***** Records

//! Strong type definitions for Warden.
//!
//! Rule identifiers are newtypes to prevent misuse at compile time.

use serde::{Deserialize, Serialize};
use std::fmt;

/// Identifier of a rule, and the key for its position in the permission
/// bit-vector: rule `id` owns bit `id - 1`, with id 1 at the least
/// significant bit.
///
/// IDs are caller-assigned and stable. They need not be contiguous or
/// ordered; the registry only requires uniqueness.
#[derive(Clone, Copy, PartialEq, Eq, PartialOrd, Ord, Hash, Serialize, Deserialize)]
#[serde(transparent)]
pub struct RuleId(pub u64);

impl RuleId {
    /// Create a new RuleId.
    pub const fn new(id: u64) -> Self {
        Self(id)
    }

    /// Get the raw value.
    pub const fn get(&self) -> u64 {
        self.0
    }

    /// The bit position this rule occupies in a permission bit-vector,
    /// or `None` for id 0, which owns no bit and can never be granted.
    pub const fn bit_index(&self) -> Option<u64> {
        self.0.checked_sub(1)
    }

    /// Sentinel for "no rules registered" (returned by an empty registry's
    /// max id). No bit maps to it.
    pub const NONE: Self = Self(0);
}

impl fmt::Debug for RuleId {
    fn fmt(&self, f: &mut fmt::Formatter<'_>) -> fmt::Result {
        write!(f, "RuleId({})", self.0)
    }
}

impl fmt::Display for RuleId {
    fn fmt(&self, f: &mut fmt::Formatter<'_>) -> fmt::Result {
        write!(f, "{}", self.0)
    }
}

impl From<u64> for RuleId {
    fn from(id: u64) -> Self {
        Self(id)
    }
}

**********

▶ **Task to complete**
In the records above, find the lines containing "vector" and copy them.

▶ **Answer for this exercise**
/// bit-vector: rule `id` owns bit `id - 1`, with id 1 at the least
    /// The bit position this rule occupies in a permission bit-vector,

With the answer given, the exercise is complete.